◆ Source material
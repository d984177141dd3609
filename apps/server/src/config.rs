use anyhow::{anyhow, Context};
use std::{net::SocketAddr, str::FromStr, time::Duration};

/// Where the event log lives.
#[derive(Debug, Clone, Copy, PartialEq, Eq)]
pub enum StorageBackend {
    Sqlite,
    Memory,
}

impl FromStr for StorageBackend {
    type Err = anyhow::Error;

    fn from_str(s: &str) -> Result<Self, Self::Err> {
        match s.trim().to_ascii_lowercase().as_str() {
            "sqlite" => Ok(StorageBackend::Sqlite),
            "memory" => Ok(StorageBackend::Memory),
            other => Err(anyhow!("Invalid RB_STORAGE {:?}, expected sqlite or memory", other)),
        }
    }
}

#[derive(Debug, Clone, Copy, PartialEq, Eq)]
pub enum LogFormat {
    Text,
    Json,
}

impl FromStr for LogFormat {
    type Err = anyhow::Error;

    fn from_str(s: &str) -> Result<Self, Self::Err> {
        match s.trim().to_ascii_lowercase().as_str() {
            "text" => Ok(LogFormat::Text),
            "json" => Ok(LogFormat::Json),
            other => Err(anyhow!("Invalid RB_LOG_FORMAT {:?}, expected text or json", other)),
        }
    }
}

#[derive(Debug, Clone)]
pub struct Config {
    pub listen_addr: SocketAddr,
    pub storage: StorageBackend,
    pub db_path: String,
    pub cors_allow: Vec<String>,
    pub request_timeout: Duration,
    pub log_format: LogFormat,
}

impl Config {
    pub fn from_env() -> anyhow::Result<Self> {
        dotenvy::dotenv().ok();
        Self::from_lookup(|key| std::env::var(key).ok())
    }

    /// Builds the config from any key lookup; missing keys take defaults.
    pub fn from_lookup<F>(lookup: F) -> anyhow::Result<Self>
    where
        F: Fn(&str) -> Option<String>,
    {
        let listen_addr: SocketAddr = lookup("RB_LISTEN_ADDR")
            .unwrap_or_else(|| "0.0.0.0:8080".to_string())
            .parse()
            .context("Invalid RB_LISTEN_ADDR")?;
        let storage = lookup("RB_STORAGE")
            .unwrap_or_else(|| "sqlite".into())
            .parse()?;
        let db_path = lookup("RB_DB_PATH").unwrap_or_else(|| "./db/rightsbook.db".into());
        let cors_allow = lookup("RB_CORS_ALLOW_ORIGINS")
            .unwrap_or_else(|| "*".into())
            .split(',')
            .map(|s| s.trim().to_string())
            .filter(|s| !s.is_empty())
            .collect();
        let timeout_ms: u64 = lookup("RB_REQUEST_TIMEOUT_MS")
            .unwrap_or_else(|| "30000".into())
            .parse()
            .context("Invalid RB_REQUEST_TIMEOUT_MS")?;
        let log_format = lookup("RB_LOG_FORMAT")
            .unwrap_or_else(|| "text".into())
            .parse()?;
        Ok(Self {
            listen_addr,
            storage,
            db_path,
            cors_allow,
            request_timeout: Duration::from_millis(timeout_ms),
            log_format,
        })
    }
}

◆ Try it
Restate each of the records exactly, leaving nothing out.

◆ Completed task
repository d984177141dd3609
filename apps/server/src/config.rs
use anyhow::{anyhow, Context};
use std::{net::SocketAddr, str::FromStr, time::Duration};

/// Where the event log lives.
#[derive(Debug, Clone, Copy, PartialEq, Eq)]
pub enum StorageBackend {
    Sqlite,
    Memory,
}

impl FromStr for StorageBackend {
    type Err = anyhow::Error;

    fn from_str(s: &str) -> Result<Self, Self::Err> {
        match s.trim().to_ascii_lowercase().as_str() {
            "sqlite" => Ok(StorageBackend::Sqlite),
            "memory" => Ok(StorageBackend::Memory),
            other => Err(anyhow!("Invalid RB_STORAGE {:?}, expected sqlite or memory", other)),
        }
    }
}

#[derive(Debug, Clone, Copy, PartialEq, Eq)]
pub enum LogFormat {
    Text,
    Json,
}

impl FromStr for LogFormat {
    type Err = anyhow::Error;

    fn from_str(s: &str) -> Result<Self, Self::Err> {
        match s.trim().to_ascii_lowercase().as_str() {
            "text" => Ok(LogFormat::Text),
            "json" => Ok(LogFormat::Json),
            other => Err(anyhow!("Invalid RB_LOG_FORMAT {:?}, expected text or json", other)),
        }
    }
}

#[derive(Debug, Clone)]
pub struct Config {
    pub listen_addr: SocketAddr,
    pub storage: StorageBackend,
    pub db_path: String,
    pub cors_allow: Vec<String>,
    pub request_timeout: Duration,
    pub log_format: LogFormat,
}

impl Config {
    pub fn from_env() -> anyhow::Result<Self> {
        dotenvy::dotenv().ok();
        Self::from_lookup(|key| std::env::var(key).ok())
    }

    /// Builds the config from any key lookup; missing keys take defaults.
    pub fn from_lookup<F>(lookup: F) -> anyhow::Result<Self>
    where
        F: Fn(&str) -> Option<String>,
    {
        let listen_addr: SocketAddr = lookup("RB_LISTEN_ADDR")
            .unwrap_or_else(|| "0.0.0.0:8080".to_string())
            .parse()
            .context("Invalid RB_LISTEN_ADDR")?;
        let storage = lookup("RB_STORAGE")
            .unwrap_or_else(|| "sqlite".into())
            .parse()?;
        let db_path = lookup("RB_DB_PATH").unwrap_or_else(|| "./db/rightsbook.db".into());
        let cors_allow = lookup("RB_CORS_ALLOW_ORIGINS")
            .unwrap_or_else(|| "*".into())
            .split(',')
            .map(|s| s.trim().to_string())
            .filter(|s| !s.is_empty())
            .collect();
        let timeout_ms: u64 = lookup("RB_REQUEST_TIMEOUT_MS")
            .unwrap_or_else(|| "30000".into())
            .parse()
            .context("Invalid RB_REQUEST_TIMEOUT_MS")?;
        let log_format = lookup("RB_LOG_FORMAT")
            .unwrap_or_else(|| "text".into())
            .parse()?;
        Ok(Self {
            listen_addr,
            storage,
            db_path,
            cors_allow,
            request_timeout: Duration::from_millis(timeout_ms),
            log_format,
        })
    }
}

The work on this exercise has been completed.